Fourth priority: regular string match type. Match by prefix.

Location priority example

The configuration items are as follows:
location = / {
# Match only requests /
[ configuration A ]
}
location / {
# Match all requests starting with /. But if there is a longer expression of the same type, the longer expression is chosen. If there is a regular expression that can be matched,
# takes precedence to match the regular expression.
[ configuration B ]
}
location /documents/ {
# Matches all requests starting with /documents/. But if there is a longer expression of the same type, the longer expression is chosen.
#If there is a regular expression that can be matched, the regular expression will be matched first.
[ configuration C ]
}
location ^~ /images/ {
# Match all expressions starting with /images/, if the match is successful, stop the match search.

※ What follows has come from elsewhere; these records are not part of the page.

// src/expr/eval.rs

use std::cmp::Ordering;

use crate::model::Value;

use super::ExprError;
use super::parser::{BinaryOp, Expr, UnaryOp};

/// Name resolution for identifiers.
pub trait Scope {
    fn lookup(&self, name: &str) -> Option<Value>;
}

pub(super) fn eval(expr: &Expr, scope: &dyn Scope) -> Result<Value, ExprError> {
    match expr {
        Expr::Literal(v) => Ok(v.clone()),
        Expr::Ident(name) => scope
            .lookup(name)
            .ok_or_else(|| ExprError::UnknownIdent(name.clone())),
        Expr::Unary(op, inner) => {
            let v = eval(inner, scope)?;
            match (op, &v) {
                (UnaryOp::Neg, Value::Int(i)) => Ok(match i.checked_neg() {
                    Some(n) => Value::Int(n),
                    None => Value::Float(-(*i as f64)),
                }),
                (UnaryOp::Neg, Value::Float(f)) => Ok(Value::Float(-f)),
                (UnaryOp::Not, Value::Bool(b)) => Ok(Value::Bool(!b)),
                _ => Err(ExprError::TypeMismatch {
                    op: match op {
                        UnaryOp::Neg => "-".to_string(),
                        UnaryOp::Not => "NOT".to_string(),
                    },
                    left: v.type_name(),
                    right: "nothing",
                }),
            }
        }
        Expr::Binary(BinaryOp::And, lhs, rhs) => {
            if !truthy(BinaryOp::And, eval(lhs, scope)?)? {
                return Ok(Value::Bool(false));
            }
            Ok(Value::Bool(truthy(BinaryOp::And, eval(rhs, scope)?)?))
        }
        Expr::Binary(BinaryOp::Or, lhs, rhs) => {
            if truthy(BinaryOp::Or, eval(lhs, scope)?)? {
                return Ok(Value::Bool(true));
            }
            Ok(Value::Bool(truthy(BinaryOp::Or, eval(rhs, scope)?)?))
        }
        Expr::Binary(op, lhs, rhs) => {
            let l = eval(lhs, scope)?;
            let r = eval(rhs, scope)?;
            binary(*op, l, r)
        }
    }
}

fn truthy(op: BinaryOp, v: Value) -> Result<bool, ExprError> {
    v.as_bool().ok_or_else(|| ExprError::TypeMismatch {
        op: op.symbol().to_string(),
        left: v.type_name(),
        right: "bool",
    })
}

fn mismatch(op: BinaryOp, l: &Value, r: &Value) -> ExprError {
    ExprError::TypeMismatch {
        op: op.symbol().to_string(),
        left: l.type_name(),
        right: r.type_name(),
    }
}

fn binary(op: BinaryOp, l: Value, r: Value) -> Result<Value, ExprError> {
    match op {
        BinaryOp::Eq => Ok(Value::Bool(equals(&l, &r))),
        BinaryOp::NotEq => Ok(Value::Bool(!equals(&l, &r))),
        BinaryOp::Lt | BinaryOp::LtEq | BinaryOp::Gt | BinaryOp::GtEq => {
            let ord = compare(&l, &r).ok_or_else(|| mismatch(op, &l, &r))?;
            let out = match op {
                BinaryOp::Lt => ord == Ordering::Less,
                BinaryOp::LtEq => ord != Ordering::Greater,
                BinaryOp::Gt => ord == Ordering::Greater,
                _ => ord != Ordering::Less,
            };
            Ok(Value::Bool(out))
        }
        BinaryOp::Add => match (&l, &r) {
            (Value::Str(a), Value::Str(b)) => Ok(Value::Str(format!("{a}{b}"))),
            _ => arithmetic(op, &l, &r),
        },
        _ => arithmetic(op, &l, &r),
    }
}

fn arithmetic(op: BinaryOp, l: &Value, r: &Value) -> Result<Value, ExprError> {
    if let (Value::Int(a), Value::Int(b)) = (l, r) {
        let checked = match op {
            BinaryOp::Add => a.checked_add(*b),
            BinaryOp::Sub => a.checked_sub(*b),
            BinaryOp::Mul => a.checked_mul(*b),
            BinaryOp::Mod if *b == 0 => return Err(ExprError::DivisionByZero),
            BinaryOp::Mod => a.checked_rem(*b),
            _ => None,
        };
        if let Some(v) = checked {
            return Ok(Value::Int(v));
        }
    }

    let (a, b) = match (l.as_f64(), r.as_f64()) {
        (Some(a), Some(b)) => (a, b),
        _ => return Err(mismatch(op, l, r)),
    };
    let out = match op {
        BinaryOp::Add => a + b,
        BinaryOp::Sub => a - b,
        BinaryOp::Mul => a * b,
        BinaryOp::Div => {
            if b == 0.0 {
                return Err(ExprError::DivisionByZero);
            }
            a / b
        }
        BinaryOp::Mod => {
            if b == 0.0 {
                return Err(ExprError::DivisionByZero);
            }
            a % b
        }
        _ => return Err(mismatch(op, l, r)),
    };
    Ok(Value::Float(out))
}

fn equals(l: &Value, r: &Value) -> bool {
    match (l.as_f64(), r.as_f64()) {
        (Some(a), Some(b)) => a == b,
        _ => l == r,
    }
}

fn compare(l: &Value, r: &Value) -> Option<Ordering> {
    match (l, r) {
        (Value::Str(a), Value::Str(b)) => Some(a.cmp(b)),
        _ => l.as_f64()?.partial_cmp(&r.as_f64()?),
    }
}
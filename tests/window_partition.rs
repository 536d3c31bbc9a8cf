// tests/window_partition.rs

use std::collections::{BTreeMap, BTreeSet};
use std::sync::Arc;
use std::time::Duration;

use batchflow::blueprint::GroupBy;
use batchflow::model::{Batch, Row, Tags, Timestamp, Value};
use batchflow::pipeline::StageCounters;
use batchflow::pipeline::stages::WindowOp;
use proptest::prelude::*;

const CPUS: [&str; 2] = ["cpu0", "cpu1"];

fn batches_for(times: &BTreeSet<i64>) -> Vec<Batch> {
    // One batch per row keeps arrival order strictly by time.
    times
        .iter()
        .enumerate()
        .map(|(i, t)| {
            let mut tags = Tags::new();
            tags.insert("cpu".into(), CPUS[i % 2].into());
            Batch::new("cpu", tags, vec!["value".into()])
                .with_rows(vec![Row::new(Timestamp::from_secs(*t), vec![Value::Int(*t)])])
        })
        .collect()
}

/// Number of windows `[end - period, end)` with `end` a multiple of `every`
/// that contain `t`.
fn windows_containing(t: i64, period: i64, every: i64) -> usize {
    let mut end = (t / every + 1) * every;
    let mut n = 0;
    while end - period <= t {
        n += 1;
        end += every;
    }
    n
}

proptest! {
    #[test]
    fn every_row_lands_once_in_each_covering_window(
        times in proptest::collection::btree_set(0i64..200, 1..60),
        period in 1i64..30,
        every_divisor in 1i64..4,
    ) {
        let every = (period / every_divisor).max(1);
        let mut op = WindowOp::new(
            Duration::from_secs(period as u64),
            Duration::from_secs(every as u64),
            GroupBy::dims(["cpu"]),
            None,
            Arc::new(StageCounters::new()),
        );

        let mut out = Vec::new();
        for batch in batches_for(&times) {
            out.extend(op.on_batch(batch));
        }
        out.extend(op.on_watermark(Timestamp::from_secs(1_000)));
        prop_assert_eq!(op.open_windows(), 0);

        let mut seen: BTreeMap<(String, i64), usize> = BTreeMap::new();
        for batch in &out {
            let window = batch.window.expect("flushed batches carry their window");
            prop_assert_eq!(window.end.nanos() - window.start.nanos(), period * 1_000_000_000);
            prop_assert_eq!(window.end.nanos() % (every * 1_000_000_000), 0);
            for row in &batch.rows {
                prop_assert!(window.contains(row.time));
                let secs = row.time.nanos() / 1_000_000_000;
                *seen.entry((batch.tags["cpu"].clone(), secs)).or_default() += 1;
            }
        }

        for (i, t) in times.iter().enumerate() {
            let key = (CPUS[i % 2].to_string(), *t);
            prop_assert_eq!(
                seen.get(&key).copied().unwrap_or(0),
                windows_containing(*t, period, every)
            );
        }
    }
}
// src/pipeline/compiler.rs

use std::collections::{HashMap, HashSet};

use petgraph::algo::toposort;
use petgraph::graphmap::DiGraphMap;
use tracing::debug;

use crate::blueprint::{
    Blueprint, GroupBy, MapFn, NodeKind, NodeSpec, ReduceFn, WindowNode,
};
use crate::config::EngineConfig;
use crate::config::validate::validate_engine_config;
use crate::errors::{EngineError, Result};

use super::plan::{PipelinePlan, StageSpec};

/// Check `blueprint` and lay it out as a stage graph.
///
/// Pure: allocates nothing that runs. Rejects, with
/// [`EngineError::InvalidGraph`]:
/// - duplicate node ids, unknown or repeated upstreams, self-loops, cycles;
/// - wrong input counts (sources take none, Join/Union at least two, every
///   other kind exactly one);
/// - parameters out of their domain (non-positive periods, percentiles
///   outside 0..=100, inverted flapping thresholds, ...);
/// - Output nodes with consumers and clashing output names.
pub fn compile(blueprint: &Blueprint, config: &EngineConfig) -> Result<PipelinePlan> {
    validate_engine_config(config)?;
    check_name(blueprint)?;
    check_ids(blueprint)?;
    check_edges(blueprint)?;
    for node in blueprint.nodes() {
        check_arity(node)?;
        check_params(node)?;
    }
    check_outputs(blueprint)?;
    let order = topological_order(blueprint)?;

    let plan = build_plan(blueprint, config, &order);
    debug!(
        pipeline = %plan.name(),
        stages = plan.stages().len(),
        "compiled pipeline"
    );
    Ok(plan)
}

fn invalid(msg: String) -> EngineError {
    EngineError::InvalidGraph(msg)
}

fn check_name(blueprint: &Blueprint) -> Result<()> {
    if blueprint.name().trim().is_empty() {
        return Err(invalid("pipeline name must not be empty".to_string()));
    }
    if blueprint.nodes().is_empty() {
        return Err(invalid(format!(
            "pipeline '{}' has no nodes",
            blueprint.name()
        )));
    }
    Ok(())
}

fn check_ids(blueprint: &Blueprint) -> Result<()> {
    let mut seen = HashSet::new();
    for node in blueprint.nodes() {
        if node.id.trim().is_empty() {
            return Err(invalid("node ids must not be empty".to_string()));
        }
        if node.id.contains('/') {
            return Err(invalid(format!(
                "node id '{}' must not contain '/'",
                node.id
            )));
        }
        if !seen.insert(node.id.as_str()) {
            return Err(invalid(format!("duplicate node id '{}'", node.id)));
        }
    }
    Ok(())
}

fn check_edges(blueprint: &Blueprint) -> Result<()> {
    for node in blueprint.nodes() {
        let mut seen = HashSet::new();
        for input in node.inputs.iter() {
            if input == &node.id {
                return Err(invalid(format!(
                    "node '{}' cannot read from itself",
                    node.id
                )));
            }
            if blueprint.node(input).is_none() {
                return Err(invalid(format!(
                    "node '{}' reads from unknown node '{}'",
                    node.id, input
                )));
            }
            if !seen.insert(input.as_str()) {
                return Err(invalid(format!(
                    "node '{}' lists input '{}' more than once",
                    node.id, input
                )));
            }
        }
    }
    Ok(())
}

fn check_arity(node: &NodeSpec) -> Result<()> {
    let n = node.inputs.len();
    match &node.kind {
        NodeKind::Source(_) if n != 0 => Err(invalid(format!(
            "source '{}' cannot have inputs (got {})",
            node.id, n
        ))),
        NodeKind::Join(_) | NodeKind::Union(_) if n < 2 => Err(invalid(format!(
            "{} '{}' needs at least two inputs (got {})",
            node.kind, node.id, n
        ))),
        NodeKind::Window(_)
        | NodeKind::MapReduce(_)
        | NodeKind::Alert(_)
        | NodeKind::Cache(_)
        | NodeKind::Output(_)
            if n != 1 =>
        {
            Err(invalid(format!(
                "{} '{}' needs exactly one input (got {})",
                node.kind, node.id, n
            )))
        }
        _ => Ok(()),
    }
}

fn check_group_by(id: &str, group_by: &GroupBy) -> Result<()> {
    if group_by.bucket.is_some_and(|b| b.is_zero()) {
        return Err(invalid(format!("node '{id}' has a zero time bucket")));
    }
    Ok(())
}

fn check_params(node: &NodeSpec) -> Result<()> {
    let id = node.id.as_str();
    match &node.kind {
        NodeKind::Source(src) => {
            if src.period.is_some_and(|p| p.is_zero()) {
                return Err(invalid(format!("source '{id}' has a zero period")));
            }
            if src.period.is_none() && !src.group_by.is_empty() {
                return Err(invalid(format!(
                    "source '{id}' sets group_by without a period"
                )));
            }
            check_group_by(id, &src.group_by)?;
        }
        NodeKind::Window(win) => {
            if win.period.is_zero() {
                return Err(invalid(format!("window '{id}' has a zero period")));
            }
            if win.every.is_some_and(|e| e.is_zero()) {
                return Err(invalid(format!("window '{id}' has a zero `every`")));
            }
            check_group_by(id, &win.group_by)?;
        }
        NodeKind::Join(join) => {
            if join.aliases.len() != node.inputs.len() {
                return Err(invalid(format!(
                    "join '{}' has {} aliases for {} inputs",
                    id,
                    join.aliases.len(),
                    node.inputs.len()
                )));
            }
            let mut seen = HashSet::new();
            for alias in join.aliases.iter() {
                if alias.is_empty() || !seen.insert(alias.as_str()) {
                    return Err(invalid(format!(
                        "join '{id}' aliases must be non-empty and unique"
                    )));
                }
            }
            if join.horizon == Some(0) {
                return Err(invalid(format!("join '{id}' horizon must be >= 1")));
            }
        }
        NodeKind::Union(union) => {
            if union.name.as_deref().is_some_and(str::is_empty) {
                return Err(invalid(format!("union '{id}' has an empty name")));
            }
        }
        NodeKind::MapReduce(mr) => {
            if let ReduceFn::Percentile(p) = mr.reduce {
                if !(0.0..=100.0).contains(&p) {
                    return Err(invalid(format!(
                        "map_reduce '{id}' percentile must be within 0..=100 (got {p})"
                    )));
                }
            }
            if matches!(mr.map, MapFn::Identity) && mr.field.is_none() {
                return Err(invalid(format!(
                    "map_reduce '{id}' needs a `field` for {}",
                    mr.reduce.name()
                )));
            }
        }
        NodeKind::Alert(alert) => {
            if let Some(f) = alert.flapping {
                if !(0.0 <= f.low && f.low <= f.high && f.high <= 100.0) {
                    return Err(invalid(format!(
                        "alert '{}' flapping thresholds must satisfy 0 <= low <= high <= 100 (got {}, {})",
                        id, f.low, f.high
                    )));
                }
            }
            if alert.history.is_some_and(|h| h < 2) {
                return Err(invalid(format!("alert '{id}' history must be >= 2")));
            }
        }
        NodeKind::Cache(cache) => {
            if cache.name.as_deref().is_some_and(str::is_empty) {
                return Err(invalid(format!("cache '{id}' has an empty name")));
            }
        }
        NodeKind::Output(output) => {
            if output.name.is_empty() {
                return Err(invalid(format!("output '{id}' has an empty name")));
            }
        }
    }
    Ok(())
}

fn check_outputs(blueprint: &Blueprint) -> Result<()> {
    for (upstream, downstream) in blueprint.edges() {
        if let Some(NodeKind::Output(_)) = blueprint.node(upstream).map(|n| &n.kind) {
            return Err(invalid(format!(
                "output '{upstream}' cannot feed '{downstream}'"
            )));
        }
    }

    let mut seen = HashSet::new();
    for name in blueprint.output_names() {
        if !seen.insert(name.clone()) {
            return Err(invalid(format!("output name '{name}' is used twice")));
        }
    }
    Ok(())
}

fn topological_order(blueprint: &Blueprint) -> Result<Vec<String>> {
    // Edge direction: upstream -> downstream.
    let mut graph: DiGraphMap<&str, ()> = DiGraphMap::new();
    for node in blueprint.nodes() {
        graph.add_node(node.id.as_str());
    }
    for (upstream, downstream) in blueprint.edges() {
        graph.add_edge(upstream, downstream, ());
    }

    match toposort(&graph, None) {
        Ok(order) => Ok(order.into_iter().map(str::to_string).collect()),
        Err(cycle) => Err(invalid(format!(
            "cycle detected in pipeline graph involving node '{}'",
            cycle.node_id()
        ))),
    }
}

fn build_plan(blueprint: &Blueprint, config: &EngineConfig, order: &[String]) -> PipelinePlan {
    let mut stages: Vec<StageSpec> = Vec::new();
    // Node id -> index of the stage its consumers read from.
    let mut produced_by: HashMap<&str, usize> = HashMap::new();

    for id in order {
        let Some(node) = blueprint.node(id) else {
            continue;
        };
        let inputs: Vec<usize> = node
            .inputs
            .iter()
            .filter_map(|up| produced_by.get(up.as_str()).copied())
            .collect();

        stages.push(StageSpec {
            id: node.id.clone(),
            node: node.id.clone(),
            kind: node.kind.clone(),
            inputs,
        });
        let mut out_index = stages.len() - 1;

        if let NodeKind::Source(src) = &node.kind {
            if let Some(period) = src.period {
                stages.push(StageSpec {
                    id: format!("{}/group_by", node.id),
                    node: node.id.clone(),
                    kind: NodeKind::Window(WindowNode {
                        period,
                        every: None,
                        group_by: src.group_by.clone(),
                    }),
                    inputs: vec![out_index],
                });
                out_index = stages.len() - 1;
            }
        }
        produced_by.insert(node.id.as_str(), out_index);
    }

    PipelinePlan::new(
        blueprint.name().to_string(),
        config.clone(),
        stages,
        blueprint.output_names(),
    )
}

#[cfg(test)]
mod tests {
    use std::time::Duration;

    use super::*;
    use crate::blueprint::{BlueprintBuilder, JoinNode, SourceNode};

    fn cfg() -> EngineConfig {
        EngineConfig::default()
    }

    fn expect_invalid(bp: &Blueprint, needle: &str) {
        match compile(bp, &cfg()) {
            Err(EngineError::InvalidGraph(msg)) => {
                assert!(msg.contains(needle), "message {msg:?} lacks {needle:?}")
            }
            other => panic!("expected InvalidGraph, got {other:?}"),
        }
    }

    #[test]
    fn source_with_period_expands_to_group_by_stage() {
        let bp = BlueprintBuilder::new("t")
            .source(
                "cpu",
                SourceNode::measurement("cpu")
                    .with_period(Duration::from_secs(10), GroupBy::dims(["cpu"])),
            )
            .output("out", "cpu", "result")
            .build();

        let plan = compile(&bp, &cfg()).unwrap();
        let ids: Vec<_> = plan.stages().iter().map(|s| s.id.as_str()).collect();
        assert_eq!(ids, vec!["cpu", "cpu/group_by", "out"]);
        assert_eq!(plan.stages()[2].inputs, vec![1]);
    }

    #[test]
    fn rejects_cycles() {
        let bp = BlueprintBuilder::new("t")
            .source("s", SourceNode::default())
            .union("a", &["s", "b"], None)
            .cache("b", "a", None)
            .build();
        expect_invalid(&bp, "cycle detected");
    }

    #[test]
    fn rejects_unknown_upstream_and_self_loops() {
        let bp = BlueprintBuilder::new("t")
            .source("s", SourceNode::default())
            .output("out", "missing", "x")
            .build();
        expect_invalid(&bp, "unknown node 'missing'");

        let bp = BlueprintBuilder::new("t")
            .source("s", SourceNode::default())
            .union("u", &["s", "u"], None)
            .build();
        expect_invalid(&bp, "cannot read from itself");
    }

    #[test]
    fn rejects_single_input_join_and_union() {
        let bp = BlueprintBuilder::new("t")
            .source("s", SourceNode::default())
            .union("u", &["s"], None)
            .build();
        expect_invalid(&bp, "at least two inputs");

        let join = JoinNode {
            aliases: vec!["a".into()],
            ..JoinNode::default()
        };
        let bp = BlueprintBuilder::new("t")
            .source("s", SourceNode::default())
            .join("j", &["s"], join)
            .build();
        expect_invalid(&bp, "at least two inputs");
    }

    #[test]
    fn rejects_out_of_domain_parameters() {
        let bp = BlueprintBuilder::new("t")
            .source("s", SourceNode::default())
            .window("w", "s", Duration::ZERO, None)
            .build();
        expect_invalid(&bp, "zero period");

        let bp = BlueprintBuilder::new("t")
            .source("s", SourceNode::default())
            .map_reduce("p", "s", MapFn::Identity, ReduceFn::Percentile(101.0), Some("v"))
            .build();
        expect_invalid(&bp, "percentile");
    }

    #[test]
    fn rejects_output_with_consumers_and_duplicate_names() {
        let bp = BlueprintBuilder::new("t")
            .source("s", SourceNode::default())
            .output("o", "s", "x")
            .cache("c", "o", None)
            .build();
        expect_invalid(&bp, "cannot feed");

        let bp = BlueprintBuilder::new("t")
            .source("s", SourceNode::default())
            .output("o1", "s", "x")
            .output("o2", "s", "x")
            .build();
        expect_invalid(&bp, "used twice");
    }
}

So, even if there is a matching regular expression location,
# will not be used
[ configuration D ]
}
location ~* \.(gif|jpg|jpeg)$ {
# Match all requests ending with gif jpg jpeg. But requests starting with /images/ will use Configuration D
[ configuration E ]
}

Request matching example
/ -> configuration A
/index.html -> configuration B
/documents/document.html -> configuration C
/images/1.gif -> configuration D
/documents/1.jpg -> configuration E

Note that the above matches have nothing to do with the order defined in the configuration file.